Welcome to the tribe!


----------



## Ridryder911 (Mar 13, 2007)

medman123 said:


> I am in training to be an EMT. Can some one please explain to me what some of the differences of the titles? (EMT-1, EMT-2/3, EMT-B EMT-Paramedic) and what they can or can't do? Thanks for your help. (Sorry that was hard to write)



When you get that figured out, let me know as well. With over 150 acronyms out there.. I give up!!


----------



## medman123 (Mar 13, 2007)

MMiz said:


> Where are you from?


Thanks for your help! I live in Thousand Oaks CA


----------



## HorseHauler (Mar 13, 2007)

MMiz said:


> Hey and welcome to EMTLife!
> 
> Where are you from?  Currently the only levels recognized by the National Registry of Emergency Medical Technicians is EMT-Basic (EMT- B, EMT-Intermediate/Specialist (EMT-I) and EMT-Paramedic (EMT-P).  You can think of them as an Associates, Bachelors, and Masters degree in EMTing.
> EMT-Basics have about 110 hours of training
> ...




Wow, that site says I can do a heck of a lot of things. lol
Thats a pretty neat site, thanks for posting!


----------



## fm_emt (Mar 13, 2007)

medman123 said:


> Thanks for your help! I live in Thousand Oaks CA



Ah, that explains it.

This stupid state just HAS to be different.

In California, it's like this
EMT-I (EMT-B/Basic)
EMT-II (EMT-I/Intermediate)
EMT-P (EMT-P/Paramedic)

And that's all there is to it.


----------



## Alexakat (Mar 14, 2007)

fm_emt said:


> Ah, that explains it.
> 
> This stupid state just HAS to be different.
> 
> ...



In Virginia, we have

EMT-Basic
EMT-Enhanced
EMT-Intermediate
EMT-Paramedic


----------



## BossyCow (Mar 15, 2007)

Washington has:

EMT - B Basic
EMT - I Intermediate
EMT - P Paramedic

But, there is also an IV and Airway certification which can be added to EMT-B without having the EMT-I.


----------



## Psyhco.138 (May 6, 2007)

*florida is easy*

EMT- B
Paramedic 
that's it.


----------



## bstone (May 6, 2007)

My EMT-Basic course was 140 hours. Same number of hours for my EMT-Intermediate course.


----------



## sommers (May 14, 2007)

i do my training since january and i'll finish in june. we have 169 hours. 
2 weeks training course in company of ambulance .
1 week in emergency hospital
1 week in emergency ambulancee or emergency hospital again.
1 week with old person in hospital.


----------



## bled12345 (May 16, 2007)

*alberta*

in alberta its

EMR (emergency medical responder)
EMT-A (emergency medical technician - Ambulance)
EMT-P (emergency medical technologist - paramedic)
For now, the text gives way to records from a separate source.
//! HTTP API route handlers.

pub mod admin;
pub mod messages;
pub mod stream;
pub mod system;
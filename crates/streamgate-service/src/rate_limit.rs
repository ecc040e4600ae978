//! Per-client admission control with lazily refilled token buckets.
//!
//! Transport-agnostic core. The HTTP crate extracts a client identity
//! (forwarded-for header or socket address) and calls [`RateLimiter::allow`]
//! before admitting a control message.
//!
//! Buckets refill on check rather than on a timer: accounting stays exact
//! regardless of scheduling jitter, and idle clients cost nothing until the
//! periodic sweep drops them.

use std::collections::HashMap;
use std::time::{Duration, Instant};

use parking_lot::Mutex;

use crate::types::ClientRateStats;

/// Buckets at least this full count as idle for the cleanup sweep.
const SWEEP_FULLNESS: f64 = 0.9;

/// Floor for the sweep cadence, per [`RateLimiter::sweep_interval`].
const MIN_SWEEP_INTERVAL: Duration = Duration::from_secs(60);

/// Per-client quota state: pure data plus refill arithmetic.
#[derive(Debug, Clone)]
pub struct TokenBucket {
    capacity: f64,
    tokens: f64,
    refill_rate: f64,
    last_refill: Instant,
    last_touch: Instant,
}

impl TokenBucket {
    fn new(capacity: f64, window: Duration) -> Self {
        let now = Instant::now();
        Self {
            capacity,
            tokens: capacity,
            refill_rate: capacity / window.as_secs_f64().max(f64::EPSILON),
            last_refill: now,
            last_touch: now,
        }
    }

    /// Credits tokens for time elapsed since the last refill, capped at
    /// capacity.
    fn refill(&mut self, now: Instant) {
        let elapsed = now.duration_since(self.last_refill).as_secs_f64();
        self.tokens = (self.tokens + elapsed * self.refill_rate).min(self.capacity);
        self.last_refill = now;
    }

    /// Consumes `cost` tokens if available. Refill must have run first.
    fn try_consume(&mut self, cost: f64) -> bool {
        if self.tokens >= cost {
            self.tokens -= cost;
            true
        } else {
            false
        }
    }

    /// Resizes the bucket. On growth, tokens scale proportionally so a
    /// half-full bucket stays half-full; on shrink, tokens clamp to the new
    /// capacity (already-spent tokens are never refunded).
    fn resize(&mut self, new_capacity: f64) {
        let window = self.window_secs();
        if new_capacity > self.capacity {
            let ratio = new_capacity / self.capacity.max(f64::EPSILON);
            self.tokens = (self.tokens * ratio).min(new_capacity);
        } else {
            self.tokens = self.tokens.min(new_capacity);
        }
        self.capacity = new_capacity;
        self.refill_rate = new_capacity / window.max(f64::EPSILON);
    }

    fn window_secs(&self) -> f64 {
        if self.refill_rate <= 0.0 {
            1.0
        } else {
            self.capacity / self.refill_rate
        }
    }

    pub fn capacity(&self) -> f64 {
        self.capacity
    }

    pub fn tokens(&self) -> f64 {
        self.tokens
    }

    /// Consumed fraction of the bucket, `0.0` (full) to `1.0` (empty).
    pub fn utilization(&self) -> f64 {
        if self.capacity <= 0.0 {
            0.0
        } else {
            1.0 - self.tokens / self.capacity
        }
    }

    /// Time until one whole token is available. Zero when one already is.
    pub fn time_until_next_token(&self) -> Duration {
        if self.tokens >= 1.0 || self.refill_rate <= 0.0 {
            return Duration::ZERO;
        }
        Duration::from_secs_f64((1.0 - self.tokens) / self.refill_rate)
    }
}

/// Per-client rate limiter over a single mutex-guarded bucket map.
///
/// Buckets are created lazily on first contact and removed by [`cleanup`]
/// once they have sat near-full past the idle threshold.
///
/// [`cleanup`]: RateLimiter::cleanup
pub struct RateLimiter {
    capacity: f64,
    window: Duration,
    clients: Mutex<HashMap<String, TokenBucket>>,
}

impl RateLimiter {
    /// Creates a limiter allowing `capacity` requests per `window`.
    pub fn new(capacity: u64, window: Duration) -> Self {
        Self {
            capacity: capacity as f64,
            window,
            clients: Mutex::new(HashMap::new()),
        }
    }

    /// Base bucket capacity (requests per window).
    pub fn capacity(&self) -> f64 {
        self.capacity
    }

    /// Refill window.
    pub fn window(&self) -> Duration {
        self.window
    }

    /// Admits or denies one request for `client_id`.
    pub fn allow(&self, client_id: &str) -> bool {
        self.allow_n(client_id, 1.0)
    }

    /// Admits or denies a request costing `cost` tokens.
    ///
    /// The bucket is refilled first; on denial the token count is left
    /// unchanged. A zero cost never consumes anything.
    pub fn allow_n(&self, client_id: &str, cost: f64) -> bool {
        let now = Instant::now();
        let mut clients = self.clients.lock();
        let bucket = clients
            .entry(client_id.to_owned())
            .or_insert_with(|| TokenBucket::new(self.capacity, self.window));
        bucket.refill(now);
        bucket.last_touch = now;
        bucket.try_consume(cost)
    }

    /// Tokens currently available to `client_id` (full capacity for clients
    /// without a bucket yet).
    pub fn remaining_tokens(&self, client_id: &str) -> f64 {
        let mut clients = self.clients.lock();
        match clients.get_mut(client_id) {
            Some(bucket) => {
                bucket.refill(Instant::now());
                bucket.tokens
            }
            None => self.capacity,
        }
    }

    /// Retry-after hint: time until `client_id` has a whole token.
    pub fn time_until_next_token(&self, client_id: &str) -> Duration {
        let mut clients = self.clients.lock();
        match clients.get_mut(client_id) {
            Some(bucket) => {
                bucket.refill(Instant::now());
                bucket.time_until_next_token()
            }
            None => Duration::ZERO,
        }
    }

    /// Forces a client's bucket back to full capacity. Returns whether the
    /// client was tracked.
    pub fn reset(&self, client_id: &str) -> bool {
        let mut clients = self.clients.lock();
        match clients.get_mut(client_id) {
            Some(bucket) => {
                bucket.tokens = bucket.capacity;
                bucket.last_refill = Instant::now();
                true
            }
            None => false,
        }
    }

    /// Resizes a client's bucket (adaptive limiter hook), creating it at the
    /// base capacity first if needed.
    pub(crate) fn resize_client(&self, client_id: &str, new_capacity: f64) {
        let mut clients = self.clients.lock();
        let bucket = clients
            .entry(client_id.to_owned())
            .or_insert_with(|| TokenBucket::new(self.capacity, self.window));
        bucket.refill(Instant::now());
        bucket.resize(new_capacity);
    }

    /// Per-client utilization snapshot, sorted by client id.
    pub fn stats(&self) -> Vec<ClientRateStats> {
        let now = Instant::now();
        let mut clients = self.clients.lock();
        let mut stats: Vec<ClientRateStats> = clients
            .iter_mut()
            .map(|(id, bucket)| {
                bucket.refill(now);
                ClientRateStats {
                    client_id: id.clone(),
                    capacity: bucket.capacity,
                    remaining_tokens: bucket.tokens,
                    utilization: bucket.utilization(),
                    multiplier: 1.0,
                    retry_after_secs: bucket.time_until_next_token().as_secs_f64(),
                }
            })
            .collect();
        stats.sort_by(|a, b| a.client_id.cmp(&b.client_id));
        stats
    }

    /// Number of tracked client identities.
    pub fn tracked_clients(&self) -> usize {
        self.clients.lock().len()
    }

    /// Sweep cadence: `max(60s, window)`.
    pub fn sweep_interval(&self) -> Duration {
        self.window.max(MIN_SWEEP_INTERVAL)
    }

    /// Drops buckets that are ≥90% full and untouched for two sweep
    /// intervals. Bounds the client map without punishing active clients.
    pub fn cleanup(&self) -> usize {
        self.cleanup_idle(2 * self.sweep_interval())
    }

    /// Sweep body with an explicit idle threshold.
    pub fn cleanup_idle(&self, idle_threshold: Duration) -> usize {
        let now = Instant::now();
        let mut clients = self.clients.lock();
        let before = clients.len();
        clients.retain(|_, bucket| {
            bucket.refill(now);
            bucket.utilization() > 1.0 - SWEEP_FULLNESS
                || now.duration_since(bucket.last_touch) <= idle_threshold
        });
        before - clients.len()
    }
}

#[cfg(test)]
mod tests {
    use super::*;

    #[test]
    fn allows_up_to_capacity_then_denies() {
        let limiter = RateLimiter::new(5, Duration::from_secs(60));
        for _ in 0..5 {
            assert!(limiter.allow("c1"));
        }
        assert!(!limiter.allow("c1"));
        // Other clients are unaffected.
        assert!(limiter.allow("c2"));
    }

    #[test]
    fn zero_cost_is_idempotent() {
        let limiter = RateLimiter::new(3, Duration::from_secs(60));
        let before = limiter.remaining_tokens("c1");
        assert!(limiter.allow_n("c1", 0.0));
        assert!(limiter.allow_n("c1", 0.0));
        let after = limiter.remaining_tokens("c1");
        assert!((before - after).abs() < 1e-6);
    }

    #[test]
    fn successful_allow_consumes_exactly_cost() {
        let limiter = RateLimiter::new(10, Duration::from_secs(3600));
        assert!(limiter.allow_n("c1", 4.0));
        let remaining = limiter.remaining_tokens("c1");
        assert!((remaining - 6.0).abs() < 0.01, "remaining {remaining}");
    }

    #[test]
    fn denial_leaves_tokens_unchanged() {
        let limiter = RateLimiter::new(2, Duration::from_secs(3600));
        assert!(limiter.allow("c1"));
        assert!(limiter.allow("c1"));
        let before = limiter.remaining_tokens("c1");
        assert!(!limiter.allow("c1"));
        let after = limiter.remaining_tokens("c1");
        assert!((before - after).abs() < 0.01);
    }

    #[test]
    fn refills_one_token_after_one_interval() {
        // 5 tokens / 500ms window: one token per 100ms.
        let limiter = RateLimiter::new(5, Duration::from_millis(500));
        for _ in 0..5 {
            assert!(limiter.allow("c1"));
        }
        assert!(!limiter.allow("c1"));

        std::thread::sleep(Duration::from_millis(120));
        assert!(limiter.allow("c1"));
        assert!(!limiter.allow("c1"));
    }

    #[test]
    fn tokens_never_exceed_capacity() {
        let limiter = RateLimiter::new(3, Duration::from_millis(10));
        assert!(limiter.allow("c1"));
        std::thread::sleep(Duration::from_millis(50));
        let remaining = limiter.remaining_tokens("c1");
        assert!(remaining <= 3.0 + 1e-9, "remaining {remaining}");
    }

    #[test]
    fn retry_after_hint_reflects_refill_rate() {
        let limiter = RateLimiter::new(1, Duration::from_secs(10));
        assert!(limiter.allow("c1"));
        let hint = limiter.time_until_next_token("c1");
        assert!(hint > Duration::from_secs(8) && hint <= Duration::from_secs(10));
        assert_eq!(limiter.time_until_next_token("unseen"), Duration::ZERO);
    }

    #[test]
    fn reset_restores_full_capacity() {
        let limiter = RateLimiter::new(2, Duration::from_secs(3600));
        assert!(limiter.allow("c1"));
        assert!(limiter.allow("c1"));
        assert!(!limiter.allow("c1"));

        assert!(limiter.reset("c1"));
        assert!(limiter.allow("c1"));
        assert!(!limiter.reset("never-seen"));
    }

    #[test]
    fn cleanup_drops_only_idle_full_buckets() {
        let limiter = RateLimiter::new(10, Duration::from_millis(20));
        assert!(limiter.allow("idle"));
        limiter.allow_n("busy", 8.0);

        // After the tiny window, "idle" has refilled to full while "busy"
        // stays mostly consumed until its refill catches up.
        std::thread::sleep(Duration::from_millis(30));
        limiter.allow_n("busy", 8.0);

        let removed = limiter.cleanup_idle(Duration::ZERO);
        assert_eq!(removed, 1);
        assert_eq!(limiter.tracked_clients(), 1);
        assert!(limiter.stats()[0].client_id == "busy");
    }

    #[test]
    fn sweep_interval_has_a_floor() {
        let limiter = RateLimiter::new(5, Duration::from_secs(5));
        assert_eq!(limiter.sweep_interval(), Duration::from_secs(60));
        let limiter = RateLimiter::new(5, Duration::from_secs(120));
        assert_eq!(limiter.sweep_interval(), Duration::from_secs(120));
    }

    #[test]
    fn stats_reports_utilization() {
        let limiter = RateLimiter::new(4, Duration::from_secs(3600));
        limiter.allow("c1");
        limiter.allow("c1");
        let stats = limiter.stats();
        assert_eq!(stats.len(), 1);
        assert!((stats[0].utilization - 0.5).abs() < 0.01);
        assert!((stats[0].remaining_tokens - 2.0).abs() < 0.01);
    }
}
EMR: In alberta, firefighters are trained to this level, its a 2-3 week course depending where you go, under the scope of practice you can use OPA's and NPA's to secure a patent airway, apply a femoral traction splint, give ASA (aspirin) oral glucose, and you can med assist if the patient has their own prescription with  salbuterol, atrovent (ventolin)   and epinephrine (auto injector epi-pens)  you can use a bag valve mask, administer oxygen, and i know there's a couple more things but thats the jist of it, you can work on a BLS car in a rural area as an EMR as well.


EMT: is about 3-4 months of school, and about 2-3 months of practicum work. 1 practicum is at a hospital, the next is with an interhospital transfer service, and the longest practicum is working with a paramedic on an ALS car.
At the EMT level some of the drugs you can administer on top of the ones EMR's can administer, is entenox (sp?)   D-50, (dextrose)   glucagon, epipinephrine (auto injector or drawn) saline, and a few more I can't think of off the top of my head. You can insert a blind combitube,  give Intra muscular injections, Subcutaneous injections, and run IV lines.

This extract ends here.